* DATA EXTRACT:
★ ★ ★ ★ ★ ★ ★

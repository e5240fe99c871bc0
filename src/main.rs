use std::path::PathBuf;
use std::time::Duration;

use anyhow::Context;
use chrono::{NaiveDate, Utc};
use clap::{Args, Parser, Subcommand};
use tracing::{info, warn};
use tracing_subscriber::layer::SubscriberExt;
use tracing_subscriber::util::SubscriberInitExt;
use tracing_subscriber::EnvFilter;

mod aggregate;
mod error;
mod models;
mod normalize;
mod report;
mod source;
mod synthetic;

use models::{Dimension, FilterCriteria, MetricRow, Provenance};
use source::{HelpdeskClient, SourceConfig, DEFAULT_API_URL};

#[derive(Parser)]
#[command(name = "cx-metrics")]
#[command(about = "Customer experience metrics from helpdesk conversations", long_about = None)]
struct Cli {
    #[command(flatten)]
    source: SourceArgs,
    #[command(subcommand)]
    command: Commands,
}

#[derive(Args)]
struct SourceArgs {
    /// Helpdesk API base URL
    #[arg(long, env = "HELPDESK_API_URL", default_value = DEFAULT_API_URL, global = true)]
    api_url: String,
    /// Bearer token; without one the synthetic data set is used
    #[arg(long, env = "KUSTOMER_API_KEY", hide_env_values = true, global = true)]
    api_key: Option<String>,
    #[arg(long, env = "HELPDESK_TIMEOUT_SECS", default_value_t = 5, global = true)]
    timeout_secs: u64,
    #[arg(long, default_value_t = 100, global = true)]
    page_size: u32,
    /// Read conversations from a saved API response instead of the helpdesk
    #[arg(long, global = true)]
    input: Option<PathBuf>,
}

impl SourceArgs {
    fn config(&self) -> SourceConfig {
        SourceConfig {
            api_url: self.api_url.clone(),
            api_key: self.api_key.clone(),
            timeout: Duration::from_secs(self.timeout_secs.max(1)),
            page_size: self.page_size.max(1),
            input: self.input.clone(),
        }
    }
}

#[derive(Args)]
struct WindowArgs {
    /// First day of the window (YYYY-MM-DD)
    #[arg(long)]
    start: Option<NaiveDate>,
    /// Last day of the window (YYYY-MM-DD)
    #[arg(long)]
    end: Option<NaiveDate>,
    /// Window length ending today, used when neither bound is given
    #[arg(long, default_value_t = 7)]
    days: i64,
    #[arg(long)]
    team: Option<String>,
    #[arg(long)]
    queue: Option<String>,
    #[arg(long)]
    agent: Option<String>,
}

impl WindowArgs {
    fn criteria(&self) -> anyhow::Result<FilterCriteria> {
        let (start, end) = match (self.start, self.end) {
            (None, None) => (Some(cutoff_date(self.days)), Some(Utc::now().date_naive())),
            bounds => bounds,
        };
        let criteria = FilterCriteria::from_bounds(start, end)?
            .with_team(self.team.clone())
            .with_queue(self.queue.clone())
            .with_agent(self.agent.clone());
        if criteria.start > criteria.end {
            warn!(start = %criteria.start, end = %criteria.end, "start is after end, window is empty");
        }
        Ok(criteria)
    }
}

#[derive(Subcommand)]
enum Commands {
    /// Print summary metrics for the window
    Summary {
        #[command(flatten)]
        window: WindowArgs,
    },
    /// Generate a markdown report
    Report {
        #[command(flatten)]
        window: WindowArgs,
        #[arg(long, default_value = "report.md")]
        out: PathBuf,
    },
    /// Export the filtered metric rows as CSV
    Export {
        #[command(flatten)]
        window: WindowArgs,
        #[arg(long, default_value = "metrics.csv")]
        out: PathBuf,
    },
    /// List the values present for a dimension, with conversation counts
    Dimensions {
        #[command(flatten)]
        window: WindowArgs,
        #[arg(long, default_value = "team")]
        dimension: Dimension,
    },
    /// Check whether the helpdesk API is reachable
    Check,
}

fn cutoff_date(days: i64) -> NaiveDate {
    Utc::now().date_naive() - chrono::Duration::days(days.max(1))
}

fn init_tracing() -> anyhow::Result<()> {
    let env_filter = EnvFilter::try_from_default_env().unwrap_or_else(|_| EnvFilter::new("info"));
    tracing_subscriber::registry()
        .with(env_filter)
        .with(tracing_subscriber::fmt::layer().with_writer(std::io::stderr))
        .try_init()?;
    Ok(())
}

/// Loads and normalizes every conversation in `[start, end]`.
async fn load_rows(
    config: &SourceConfig,
    start: NaiveDate,
    end: NaiveDate,
) -> anyhow::Result<(Provenance, Vec<MetricRow>)> {
    let set = source::load_records(config, start, end).await?;
    let rows = normalize::normalize_all(&set.records, &set.directory);
    Ok((set.provenance, rows))
}

#[tokio::main]
async fn main() -> anyhow::Result<()> {
    init_tracing()?;
    let cli = Cli::parse();
    let config = cli.source.config();

    match cli.command {
        Commands::Summary { window } => {
            let criteria = window.criteria()?;
            let (provenance, rows) = load_rows(&config, criteria.start, criteria.end).await?;
            let rows = aggregate::filter(&rows, &criteria);
            let summary = aggregate::summarize(&rows);

            println!(
                "Metrics from {} to {} ({provenance}):",
                criteria.start, criteria.end
            );
            if rows.is_empty() {
                println!("No conversations found for this window.");
                return Ok(());
            }
            println!("- First response time: {:.2}h average", summary.avg_response_time_hours);
            println!("- CSAT: {:.1} of 5.0", summary.avg_satisfaction);
            println!(
                "- Contacts: {} across {} conversations",
                summary.total_contact_volume, summary.row_count
            );
            println!("- Busiest day: {}", summary.busiest_date);
            println!(
                "- Agents: {}",
                aggregate::distinct_values(&rows, Dimension::Agent).join(", ")
            );

            println!("Conversations by team:");
            for (team, count) in aggregate::distribution_by(&rows, Dimension::Team) {
                println!("- {team}: {count}");
            }

            println!("Daily trend:");
            for bucket in aggregate::bucket_by_date(&rows) {
                println!(
                    "- {}: FRT {:.2}h, CSAT {:.1}, {} contacts",
                    bucket.date,
                    bucket.avg_response_time_hours,
                    bucket.avg_satisfaction,
                    bucket.total_contact_volume
                );
            }
        }
        Commands::Report { window, out } => {
            let criteria = window.criteria()?;
            let previous = criteria.previous_period();
            let (provenance, rows) = load_rows(&config, previous.start, criteria.end).await?;
            let current_rows = aggregate::filter(&rows, &criteria);
            let previous_rows = aggregate::filter(&rows, &previous);

            let context = report::ReportContext {
                criteria: &criteria,
                provenance,
            };
            let report = report::build_report(&context, &current_rows, &previous_rows);
            std::fs::write(&out, report)
                .with_context(|| format!("failed to write {}", out.display()))?;
            info!(rows = current_rows.len(), "report generated");
            println!("Report written to {}.", out.display());
        }
        Commands::Export { window, out } => {
            let criteria = window.criteria()?;
            let (_, rows) = load_rows(&config, criteria.start, criteria.end).await?;
            let rows = aggregate::filter(&rows, &criteria);
            report::write_csv(&rows, &out)?;
            println!("Exported {} rows to {}.", rows.len(), out.display());
        }
        Commands::Dimensions { window, dimension } => {
            let criteria = window.criteria()?;
            let (_, rows) = load_rows(&config, criteria.start, criteria.end).await?;
            let rows = aggregate::filter(&rows, &criteria);
            let distribution = aggregate::distribution_by(&rows, dimension);

            if distribution.is_empty() {
                println!("No conversations found for this window.");
                return Ok(());
            }
            println!("Values for {dimension}:");
            for (value, count) in distribution {
                println!("- {value} ({count} conversations)");
            }
        }
        Commands::Check => {
            let api_key = config
                .api_key
                .as_deref()
                .filter(|key| !key.is_empty())
                .context("KUSTOMER_API_KEY must be set to check the helpdesk connection")?;
            let client = HelpdeskClient::new(&config, api_key)?;

            match client.check_connection().await {
                Ok(()) => println!("Helpdesk reachable at {} (live mode).", config.api_url),
                Err(err) => {
                    warn!(error = %err, "helpdesk connection check failed");
                    println!(
                        "Helpdesk unreachable at {}: {err}. Synthetic data will be used.",
                        config.api_url
                    );
                }
            }
        }
    }

    Ok(())
}

#[cfg(test)]
mod tests {
    use super::*;

    fn parse(args: &[&str]) -> Cli {
        Cli::try_parse_from(std::iter::once("cx-metrics").chain(args.iter().copied())).unwrap()
    }

    #[test]
    fn explicit_bounds_build_criteria() {
        let cli = parse(&["summary", "--start", "2024-01-01", "--end", "2024-01-07", "--team", "Sales"]);
        let Commands::Summary { window } = cli.command else {
            panic!("expected summary");
        };
        let criteria = window.criteria().unwrap();
        assert_eq!(criteria.start, NaiveDate::from_ymd_opt(2024, 1, 1).unwrap());
        assert_eq!(criteria.end, NaiveDate::from_ymd_opt(2024, 1, 7).unwrap());
        assert_eq!(criteria.team.as_deref(), Some("Sales"));
        assert_eq!(criteria.agent, None);
    }

    #[test]
    fn single_bound_is_rejected() {
        let cli = parse(&["export", "--start", "2024-01-01"]);
        let Commands::Export { window, .. } = cli.command else {
            panic!("expected export");
        };
        let err = window.criteria().unwrap_err();
        assert_eq!(err.to_string(), "date range is missing its end date");
    }

    #[test]
    fn default_window_ends_today() {
        let cli = parse(&["summary", "--days", "14"]);
        let Commands::Summary { window } = cli.command else {
            panic!("expected summary");
        };
        let criteria = window.criteria().unwrap();
        assert_eq!(criteria.end, Utc::now().date_naive());
        assert_eq!(criteria.start, cutoff_date(14));
    }

    #[test]
    fn dimension_argument_is_parsed() {
        let cli = parse(&["dimensions", "--dimension", "queue"]);
        assert!(matches!(
            cli.command,
            Commands::Dimensions {
                dimension: Dimension::Queue,
                ..
            }
        ));
        assert!(Cli::try_parse_from(["cx-metrics", "dimensions", "--dimension", "region"]).is_err());
    }

    #[test]
    fn source_flags_are_global() {
        let cli = parse(&["check", "--api-url", "http://localhost:5000", "--timeout-secs", "0"]);
        let config = cli.source.config();
        assert_eq!(config.api_url, "http://localhost:5000");
        assert_eq!(config.timeout, Duration::from_secs(1));
    }
}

★ ★ ★ ★ ★ ★ ★

* WHAT TO WORK ON: The word "true" occurs in some lines of the data above; report how many such lines there are, with no other words.

* EXERCISE SOLUTION: 5